→ **WHAT TO PRODUCE**: Select all lines holding the word "DashMap" from the entries that follow.

Stored data
· · · · ·

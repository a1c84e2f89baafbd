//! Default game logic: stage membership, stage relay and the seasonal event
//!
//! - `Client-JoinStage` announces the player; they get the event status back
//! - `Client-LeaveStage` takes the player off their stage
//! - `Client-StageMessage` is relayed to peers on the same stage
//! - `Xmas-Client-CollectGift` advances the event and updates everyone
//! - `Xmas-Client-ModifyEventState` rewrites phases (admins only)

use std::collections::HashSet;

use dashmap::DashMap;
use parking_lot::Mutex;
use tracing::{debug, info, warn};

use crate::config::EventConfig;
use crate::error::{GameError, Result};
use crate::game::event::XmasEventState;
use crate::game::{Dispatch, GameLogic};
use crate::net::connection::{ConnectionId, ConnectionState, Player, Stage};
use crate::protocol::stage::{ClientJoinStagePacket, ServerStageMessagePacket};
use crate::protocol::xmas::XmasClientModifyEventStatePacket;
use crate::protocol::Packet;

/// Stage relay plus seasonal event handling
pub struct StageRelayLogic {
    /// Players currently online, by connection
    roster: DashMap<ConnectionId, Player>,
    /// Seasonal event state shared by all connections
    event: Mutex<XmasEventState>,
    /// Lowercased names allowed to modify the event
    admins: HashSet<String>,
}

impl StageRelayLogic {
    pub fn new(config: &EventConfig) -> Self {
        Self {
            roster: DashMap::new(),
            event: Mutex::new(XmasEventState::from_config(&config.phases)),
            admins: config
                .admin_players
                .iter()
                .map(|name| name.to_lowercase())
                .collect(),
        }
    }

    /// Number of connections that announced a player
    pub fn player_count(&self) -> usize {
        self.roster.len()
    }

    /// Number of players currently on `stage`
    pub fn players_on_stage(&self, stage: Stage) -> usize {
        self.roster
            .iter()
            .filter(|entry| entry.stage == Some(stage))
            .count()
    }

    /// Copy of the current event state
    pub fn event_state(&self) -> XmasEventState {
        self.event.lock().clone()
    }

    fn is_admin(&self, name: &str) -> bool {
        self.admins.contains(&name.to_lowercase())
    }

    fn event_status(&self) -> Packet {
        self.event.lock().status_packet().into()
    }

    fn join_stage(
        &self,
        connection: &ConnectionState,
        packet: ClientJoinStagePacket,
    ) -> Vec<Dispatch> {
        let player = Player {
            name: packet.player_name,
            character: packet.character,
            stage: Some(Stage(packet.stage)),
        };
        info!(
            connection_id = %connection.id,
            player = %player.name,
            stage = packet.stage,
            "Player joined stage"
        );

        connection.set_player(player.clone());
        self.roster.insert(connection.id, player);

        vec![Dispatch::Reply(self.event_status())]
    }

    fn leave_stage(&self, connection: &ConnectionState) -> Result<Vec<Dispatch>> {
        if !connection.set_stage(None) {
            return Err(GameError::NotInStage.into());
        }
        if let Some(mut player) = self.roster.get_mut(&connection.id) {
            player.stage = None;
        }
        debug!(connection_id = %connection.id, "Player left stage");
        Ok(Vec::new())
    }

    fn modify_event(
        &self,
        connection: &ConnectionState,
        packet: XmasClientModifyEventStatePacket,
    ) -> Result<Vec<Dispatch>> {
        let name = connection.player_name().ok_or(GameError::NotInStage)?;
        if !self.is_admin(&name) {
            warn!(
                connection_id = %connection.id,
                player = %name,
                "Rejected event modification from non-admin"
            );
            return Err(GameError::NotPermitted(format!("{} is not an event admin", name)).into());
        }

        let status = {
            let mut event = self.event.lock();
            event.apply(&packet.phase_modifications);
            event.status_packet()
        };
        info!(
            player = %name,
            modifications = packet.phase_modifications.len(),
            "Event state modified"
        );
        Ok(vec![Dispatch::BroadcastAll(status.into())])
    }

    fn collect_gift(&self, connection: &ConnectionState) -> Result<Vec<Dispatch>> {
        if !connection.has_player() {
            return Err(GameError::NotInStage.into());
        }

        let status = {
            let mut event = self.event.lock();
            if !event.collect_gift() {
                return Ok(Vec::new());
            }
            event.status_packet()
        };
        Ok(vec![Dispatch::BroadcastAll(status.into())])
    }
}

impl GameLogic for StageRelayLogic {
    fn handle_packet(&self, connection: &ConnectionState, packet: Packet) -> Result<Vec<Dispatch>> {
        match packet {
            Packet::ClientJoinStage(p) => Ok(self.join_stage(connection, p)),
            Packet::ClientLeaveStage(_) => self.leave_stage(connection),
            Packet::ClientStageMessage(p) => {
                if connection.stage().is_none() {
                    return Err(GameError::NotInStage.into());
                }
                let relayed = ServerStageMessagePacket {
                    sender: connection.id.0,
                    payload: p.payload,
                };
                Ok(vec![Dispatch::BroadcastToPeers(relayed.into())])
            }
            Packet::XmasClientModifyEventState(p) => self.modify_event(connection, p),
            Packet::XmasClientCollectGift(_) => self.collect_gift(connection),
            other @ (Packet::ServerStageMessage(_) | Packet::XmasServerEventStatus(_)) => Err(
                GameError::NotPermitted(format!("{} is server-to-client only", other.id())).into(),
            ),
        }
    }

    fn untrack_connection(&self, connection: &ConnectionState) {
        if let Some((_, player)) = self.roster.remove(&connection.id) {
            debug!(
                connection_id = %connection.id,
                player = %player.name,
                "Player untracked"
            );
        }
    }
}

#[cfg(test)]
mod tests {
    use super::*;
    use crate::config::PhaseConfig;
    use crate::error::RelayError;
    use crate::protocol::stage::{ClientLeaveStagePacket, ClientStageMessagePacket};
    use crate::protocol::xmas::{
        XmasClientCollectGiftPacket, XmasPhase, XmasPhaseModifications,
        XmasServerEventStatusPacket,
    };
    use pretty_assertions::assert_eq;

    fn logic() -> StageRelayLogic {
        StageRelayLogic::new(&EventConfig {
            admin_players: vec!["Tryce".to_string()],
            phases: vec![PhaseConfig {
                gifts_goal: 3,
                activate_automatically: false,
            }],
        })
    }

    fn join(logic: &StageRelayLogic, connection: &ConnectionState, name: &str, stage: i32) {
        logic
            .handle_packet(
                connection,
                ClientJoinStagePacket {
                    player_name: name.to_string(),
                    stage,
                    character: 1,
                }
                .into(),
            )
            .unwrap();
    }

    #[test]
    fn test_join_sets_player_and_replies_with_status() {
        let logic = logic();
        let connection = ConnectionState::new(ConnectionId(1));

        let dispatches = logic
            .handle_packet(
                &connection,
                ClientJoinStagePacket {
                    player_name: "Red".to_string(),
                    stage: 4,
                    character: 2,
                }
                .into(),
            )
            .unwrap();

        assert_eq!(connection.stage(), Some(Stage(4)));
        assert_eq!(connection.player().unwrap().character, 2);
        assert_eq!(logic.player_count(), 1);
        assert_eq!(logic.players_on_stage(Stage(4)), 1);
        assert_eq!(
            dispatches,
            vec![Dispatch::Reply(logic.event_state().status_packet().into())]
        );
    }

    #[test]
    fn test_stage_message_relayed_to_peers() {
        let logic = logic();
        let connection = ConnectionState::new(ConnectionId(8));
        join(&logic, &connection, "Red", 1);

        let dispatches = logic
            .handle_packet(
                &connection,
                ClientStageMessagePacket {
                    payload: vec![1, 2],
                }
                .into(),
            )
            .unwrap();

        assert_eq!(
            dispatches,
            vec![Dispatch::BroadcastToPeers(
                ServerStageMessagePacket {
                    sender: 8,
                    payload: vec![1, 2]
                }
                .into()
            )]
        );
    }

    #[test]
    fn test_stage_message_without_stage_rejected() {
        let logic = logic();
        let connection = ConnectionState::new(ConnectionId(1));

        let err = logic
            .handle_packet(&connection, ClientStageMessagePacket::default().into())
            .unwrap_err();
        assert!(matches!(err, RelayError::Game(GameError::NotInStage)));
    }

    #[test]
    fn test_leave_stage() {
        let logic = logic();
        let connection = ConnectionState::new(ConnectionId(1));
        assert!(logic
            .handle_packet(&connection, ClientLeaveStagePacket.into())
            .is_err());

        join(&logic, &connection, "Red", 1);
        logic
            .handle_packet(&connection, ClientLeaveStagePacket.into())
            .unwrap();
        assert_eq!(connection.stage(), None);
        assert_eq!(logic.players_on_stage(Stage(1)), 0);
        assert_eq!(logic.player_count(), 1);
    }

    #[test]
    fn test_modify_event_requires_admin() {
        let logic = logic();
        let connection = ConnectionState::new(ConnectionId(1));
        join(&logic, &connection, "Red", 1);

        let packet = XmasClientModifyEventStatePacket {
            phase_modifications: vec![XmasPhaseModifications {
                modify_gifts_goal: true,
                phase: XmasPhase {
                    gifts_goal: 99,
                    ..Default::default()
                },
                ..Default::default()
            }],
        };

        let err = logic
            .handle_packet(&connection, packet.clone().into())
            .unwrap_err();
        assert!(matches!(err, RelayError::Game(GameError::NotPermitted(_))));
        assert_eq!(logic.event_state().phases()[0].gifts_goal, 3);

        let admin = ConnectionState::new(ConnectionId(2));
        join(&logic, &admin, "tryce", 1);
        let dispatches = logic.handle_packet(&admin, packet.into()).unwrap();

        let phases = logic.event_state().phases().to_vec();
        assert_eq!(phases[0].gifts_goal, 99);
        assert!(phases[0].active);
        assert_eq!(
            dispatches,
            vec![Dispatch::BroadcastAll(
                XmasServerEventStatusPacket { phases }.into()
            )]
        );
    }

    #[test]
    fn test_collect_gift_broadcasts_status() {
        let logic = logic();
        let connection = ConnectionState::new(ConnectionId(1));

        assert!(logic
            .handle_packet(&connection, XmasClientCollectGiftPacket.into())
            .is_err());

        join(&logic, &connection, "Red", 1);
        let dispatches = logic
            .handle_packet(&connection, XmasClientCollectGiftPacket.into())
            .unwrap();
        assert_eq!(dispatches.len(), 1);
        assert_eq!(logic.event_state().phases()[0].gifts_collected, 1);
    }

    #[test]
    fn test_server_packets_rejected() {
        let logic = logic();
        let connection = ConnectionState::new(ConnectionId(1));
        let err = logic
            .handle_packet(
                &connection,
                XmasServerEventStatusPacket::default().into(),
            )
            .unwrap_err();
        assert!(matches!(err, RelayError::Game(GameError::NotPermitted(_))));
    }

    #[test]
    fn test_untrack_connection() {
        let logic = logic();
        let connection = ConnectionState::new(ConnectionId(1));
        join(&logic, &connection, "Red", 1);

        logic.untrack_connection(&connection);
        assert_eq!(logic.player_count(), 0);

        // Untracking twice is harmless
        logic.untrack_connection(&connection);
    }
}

· · · · ·

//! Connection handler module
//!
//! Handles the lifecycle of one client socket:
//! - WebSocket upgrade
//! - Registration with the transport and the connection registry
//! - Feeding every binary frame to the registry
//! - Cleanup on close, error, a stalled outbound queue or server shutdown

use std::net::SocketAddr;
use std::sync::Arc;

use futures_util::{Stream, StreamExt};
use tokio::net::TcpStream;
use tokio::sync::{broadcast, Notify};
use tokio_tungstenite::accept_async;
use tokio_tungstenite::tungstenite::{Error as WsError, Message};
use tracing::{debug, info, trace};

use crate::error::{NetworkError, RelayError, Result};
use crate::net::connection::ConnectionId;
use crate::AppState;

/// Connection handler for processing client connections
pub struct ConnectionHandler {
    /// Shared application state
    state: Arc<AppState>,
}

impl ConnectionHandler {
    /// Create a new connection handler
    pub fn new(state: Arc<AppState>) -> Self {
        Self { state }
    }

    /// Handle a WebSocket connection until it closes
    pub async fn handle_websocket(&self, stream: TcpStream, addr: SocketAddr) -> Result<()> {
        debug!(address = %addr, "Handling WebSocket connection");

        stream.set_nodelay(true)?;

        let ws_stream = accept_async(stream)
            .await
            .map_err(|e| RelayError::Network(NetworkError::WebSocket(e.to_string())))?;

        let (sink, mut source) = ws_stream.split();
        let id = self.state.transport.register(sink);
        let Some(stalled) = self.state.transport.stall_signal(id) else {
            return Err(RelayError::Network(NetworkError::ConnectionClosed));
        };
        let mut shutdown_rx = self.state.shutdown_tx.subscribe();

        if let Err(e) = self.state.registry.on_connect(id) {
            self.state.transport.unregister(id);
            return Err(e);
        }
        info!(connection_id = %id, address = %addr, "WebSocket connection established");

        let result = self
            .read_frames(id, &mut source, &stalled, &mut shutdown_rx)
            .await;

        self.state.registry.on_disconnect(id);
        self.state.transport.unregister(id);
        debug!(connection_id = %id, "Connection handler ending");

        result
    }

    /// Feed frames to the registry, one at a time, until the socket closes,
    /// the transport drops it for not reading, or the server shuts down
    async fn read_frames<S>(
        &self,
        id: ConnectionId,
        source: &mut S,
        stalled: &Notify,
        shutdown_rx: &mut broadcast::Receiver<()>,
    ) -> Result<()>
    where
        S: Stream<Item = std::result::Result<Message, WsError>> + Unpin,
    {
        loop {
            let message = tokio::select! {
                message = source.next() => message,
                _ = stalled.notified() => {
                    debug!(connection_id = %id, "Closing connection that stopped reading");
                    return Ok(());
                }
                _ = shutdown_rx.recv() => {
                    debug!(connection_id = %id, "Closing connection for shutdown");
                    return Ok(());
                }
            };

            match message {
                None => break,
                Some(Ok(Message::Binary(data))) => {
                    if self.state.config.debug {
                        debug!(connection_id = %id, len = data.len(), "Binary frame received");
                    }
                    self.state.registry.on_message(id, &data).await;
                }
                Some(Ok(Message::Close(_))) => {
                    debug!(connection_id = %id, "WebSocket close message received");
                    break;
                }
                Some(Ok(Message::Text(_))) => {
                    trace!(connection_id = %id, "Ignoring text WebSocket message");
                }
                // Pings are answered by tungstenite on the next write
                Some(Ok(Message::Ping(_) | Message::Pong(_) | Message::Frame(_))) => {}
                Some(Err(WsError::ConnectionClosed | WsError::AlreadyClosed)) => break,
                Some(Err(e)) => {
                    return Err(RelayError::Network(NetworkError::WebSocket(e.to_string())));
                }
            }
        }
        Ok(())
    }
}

· · · · ·

→ **EXERCISE RESPONSE**:
use dashmap::DashMap;
    roster: DashMap<ConnectionId, Player>,
            roster: DashMap::new(),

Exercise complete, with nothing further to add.